▶ _ACTION ITEM_
Among the entries below, find each line with "poisoned" and show it.
-- INFORMATION follows --
//! Report formatting for the command line.
//!
//! Every report renders either as human-readable text, colorized when
//! stdout is a terminal, or as pretty-printed JSON.

use serde::Serialize;
use serde_json::json;

use crate::cli::{OutputFormat, VerbosityLevel};
use crate::convert::ConvertSummary;
use crate::equivalence::{CheckResult, ResponseGroup};
use crate::library::{FileCheck, LibraryLayout, LibraryMatch, MatchReport};
use crate::rewrite::RewriteSummary;
use crate::units::UnitChanges;

/// Output formatter for command reports
pub struct Output {
    verbosity: VerbosityLevel,
    format: OutputFormat,
    show_colors: bool,
}

impl Output {
    pub fn new(verbosity: VerbosityLevel, format: OutputFormat) -> Self {
        Self {
            verbosity,
            format,
            show_colors: atty::is(atty::Stream::Stdout),
        }
    }

    /// Plain output, for tests and redirected streams
    pub fn without_colors(mut self) -> Self {
        self.show_colors = false;
        self
    }

    fn colorize(&self, text: &str, color: &str) -> String {
        if self.show_colors {
            format!("\x1b[{}m{}\x1b[0m", color, text)
        } else {
            text.to_string()
        }
    }

    fn to_json<T: Serialize + ?Sized>(value: &T) -> String {
        match serde_json::to_string_pretty(value) {
            Ok(text) => text + "\n",
            Err(e) => format!("{{\"error\": \"{}\"}}\n", e),
        }
    }

    pub fn format_channels(&self, keys: &[String]) -> String {
        if self.format == OutputFormat::Json {
            return Self::to_json(keys);
        }
        let mut output = String::new();
        for key in keys {
            output.push_str(key);
            output.push('\n');
        }
        if self.verbosity >= VerbosityLevel::Verbose {
            output.push_str(&format!("{} channels\n", keys.len()));
        }
        output
    }

    fn format_matches(
        &self,
        output: &mut String,
        label: &str,
        matches: &[LibraryMatch],
        layout: &LibraryLayout,
    ) {
        for m in matches {
            output.push_str(&format!(
                "  {} {}",
                self.colorize(label, "32"),
                layout.relative(&m.path)
            ));
            if self.verbosity >= VerbosityLevel::Verbose {
                output.push_str(&format!(
                    " (stage {} = library stage {}",
                    m.alignment.document_stage, m.alignment.library_stage
                ));
                if let Some(last) = m.alignment.library_last_stage {
                    output.push_str(&format!("..{}", last));
                }
                output.push(')');
            }
            output.push('\n');
        }
    }

    /// One block per channel listing its sensor and datalogger matches
    pub fn format_match_report(
        &self,
        channel_keys: &[String],
        report: &MatchReport,
        layout: &LibraryLayout,
    ) -> String {
        if self.format == OutputFormat::Json {
            return Self::to_json(report);
        }

        let mut output = String::new();
        let mut unmatched = 0;
        for key in channel_keys {
            let sensor = report.sensor.get(key).map(Vec::as_slice).unwrap_or(&[]);
            let logger = report.logger.get(key).map(Vec::as_slice).unwrap_or(&[]);
            if sensor.is_empty() && logger.is_empty() {
                unmatched += 1;
                if self.verbosity >= VerbosityLevel::Verbose {
                    output.push_str(&format!("{} {}\n", key, self.colorize("no match", "33")));
                }
                continue;
            }
            if self.verbosity == VerbosityLevel::Quiet {
                continue;
            }
            output.push_str(&format!("{}\n", key));
            self.format_matches(&mut output, "sensor", sensor, layout);
            self.format_matches(&mut output, "logger", logger, layout);
        }

        output.push_str(&format!(
            "Scanned {} files, {} pruned, {} unreadable; {} channels without a match\n",
            report.files_scanned, report.files_pruned, report.parse_errors, unmatched
        ));
        if report.cancelled {
            output.push_str(&self.colorize("Scan cancelled, results are partial\n", "33"));
        }
        output
    }

    pub fn format_index(&self, entries: usize, index_file: &std::path::Path) -> String {
        if self.format == OutputFormat::Json {
            return Self::to_json(&json!({
                "entries": entries,
                "index_file": index_file.display().to_string(),
            }));
        }
        format!("Indexed {} datalogger files into {}\n", entries, index_file.display())
    }

    pub fn format_groups(&self, groups: &[ResponseGroup]) -> String {
        if self.format == OutputFormat::Json {
            return Self::to_json(groups);
        }
        let mut output = String::new();
        for group in groups {
            output.push_str(&format!("{}\n", self.colorize(&group.representative, "36")));
            for key in group.channels.iter().filter(|k| **k != group.representative) {
                output.push_str(&format!("  {}\n", key));
            }
        }
        output.push_str(&format!("{} unique responses\n", groups.len()));
        output
    }

    pub fn format_comparison(&self, key_a: &str, key_b: &str, result: &CheckResult) -> String {
        if self.format == OutputFormat::Json {
            return Self::to_json(&json!({
                "first": key_a,
                "second": key_b,
                "matched": result.matched,
                "reason": result.reason,
            }));
        }
        if result.matched {
            format!("{} {} {}\n", key_a, self.colorize("==", "32"), key_b)
        } else {
            format!(
                "{} {} {}: {}\n",
                key_a,
                self.colorize("!=", "31"),
                key_b,
                result.reason
            )
        }
    }

    pub fn format_unit_changes(&self, changes: &UnitChanges) -> String {
        if self.format == OutputFormat::Json {
            return Self::to_json(changes);
        }
        let mut output = format!("Changed {} unit names\n", changes.count);
        if self.verbosity >= VerbosityLevel::Verbose {
            for (old, new) in &changes.changes {
                output.push_str(&format!("  {} => {}\n", old, new));
            }
        }
        for unknown in &changes.unknown {
            output.push_str(&format!("  {} {}\n", self.colorize("unknown unit:", "33"), unknown));
        }
        output
    }

    pub fn format_rewrite(&self, title: &str, summary: &RewriteSummary) -> String {
        if self.format == OutputFormat::Json {
            return Self::to_json(summary);
        }
        let mut output = format!("{}: {} channels\n", title, summary.count);
        if self.verbosity >= VerbosityLevel::Normal {
            for (key, change) in &summary.changes {
                let change = if change.starts_with("WARN") {
                    self.colorize(change, "33")
                } else {
                    change.clone()
                };
                output.push_str(&format!("  {} => {}\n", key, change));
            }
        }
        output
    }

    pub fn format_conversion(&self, summary: &ConvertSummary) -> String {
        if self.format == OutputFormat::Json {
            return Self::to_json(summary);
        }
        let mut output = format!(
            "Converted {} channels, removed {}\n",
            summary.channels,
            summary.removed.len()
        );
        if self.verbosity >= VerbosityLevel::Verbose {
            for (key, reason) in &summary.removed {
                output.push_str(&format!("  {} => {}\n", key, reason));
            }
            for field in &summary.dropped_fields {
                output.push_str(&format!("  dropped {}\n", field));
            }
        }
        output
    }

    /// One `MATCH` or `FAIL` line per library file
    pub fn format_channel_checks(
        &self,
        key: &str,
        checks: &[FileCheck],
        layout: &LibraryLayout,
    ) -> String {
        if self.format == OutputFormat::Json {
            return Self::to_json(&json!({
                "channel": key,
                "files": checks,
            }));
        }
        let mut output = String::new();
        for check in checks {
            let file = layout.relative(&check.path);
            if check.matched {
                output.push_str(&format!("{} {} match {}\n", self.colorize("MATCH", "32"), key, file));
            } else {
                output.push_str(&format!(
                    "{} {} match {}: {}\n",
                    self.colorize("FAIL", "31"),
                    key,
                    file,
                    check.reason
                ));
            }
        }
        output
    }
}
//! Diagnostic sink handed to the engines.
//!
//! Non-fatal findings (unknown namespaces, xsi:type mismatches, unknown
//! units, multiple library matches) are reported through a [`Diagnostics`]
//! value instead of being printed, so callers decide where they go.

use std::sync::Mutex;

/// Severity of a diagnostic message
#[derive(Debug, Clone, Copy, PartialEq, Eq, PartialOrd, Ord)]
pub enum Severity {
    Debug,
    Info,
    Warning,
}

/// Capability for reporting non-fatal conditions
pub trait Diagnostics: Send + Sync {
    fn emit(&self, severity: Severity, target: &str, message: &str);

    fn warn(&self, target: &str, message: &str) {
        self.emit(Severity::Warning, target, message);
    }

    fn info(&self, target: &str, message: &str) {
        self.emit(Severity::Info, target, message);
    }

    fn debug(&self, target: &str, message: &str) {
        self.emit(Severity::Debug, target, message);
    }
}

/// Forwards diagnostics to the `log` facade
#[derive(Debug, Default, Clone, Copy)]
pub struct LogDiagnostics;

impl Diagnostics for LogDiagnostics {
    fn emit(&self, severity: Severity, target: &str, message: &str) {
        match severity {
            Severity::Debug => log::debug!(target: "stationxml_nrl", "[{}] {}", target, message),
            Severity::Info => log::info!(target: "stationxml_nrl", "[{}] {}", target, message),
            Severity::Warning => log::warn!(target: "stationxml_nrl", "[{}] {}", target, message),
        }
    }
}

/// A single recorded diagnostic
#[derive(Debug, Clone, PartialEq, Eq)]
pub struct Record {
    pub severity: Severity,
    pub target: String,
    pub message: String,
}

/// Keeps every diagnostic in memory; used by tests and batch reports
#[derive(Debug, Default)]
pub struct RecordingDiagnostics {
    records: Mutex<Vec<Record>>,
}

impl RecordingDiagnostics {
    pub fn new() -> Self {
        Self::default()
    }

    pub fn records(&self) -> Vec<Record> {
        match self.records.lock() {
            Ok(records) => records.clone(),
            Err(poisoned) => poisoned.into_inner().clone(),
        }
    }

    /// Warning messages in emission order
    pub fn warnings(&self) -> Vec<String> {
        self.records()
            .into_iter()
            .filter(|r| r.severity == Severity::Warning)
            .map(|r| r.message)
            .collect()
    }

    pub fn has_warning_containing(&self, needle: &str) -> bool {
        self.warnings().iter().any(|w| w.contains(needle))
    }
}

impl Diagnostics for RecordingDiagnostics {
    fn emit(&self, severity: Severity, target: &str, message: &str) {
        let record = Record {
            severity,
            target: target.to_string(),
            message: message.to_string(),
        };
        match self.records.lock() {
            Ok(mut records) => records.push(record),
            Err(poisoned) => poisoned.into_inner().push(record),
        }
    }
}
-- INFORMATION concluded --
▶ _WRITTEN SOLUTION_
            Err(poisoned) => poisoned.into_inner().clone(),
            Err(poisoned) => poisoned.into_inner().push(record),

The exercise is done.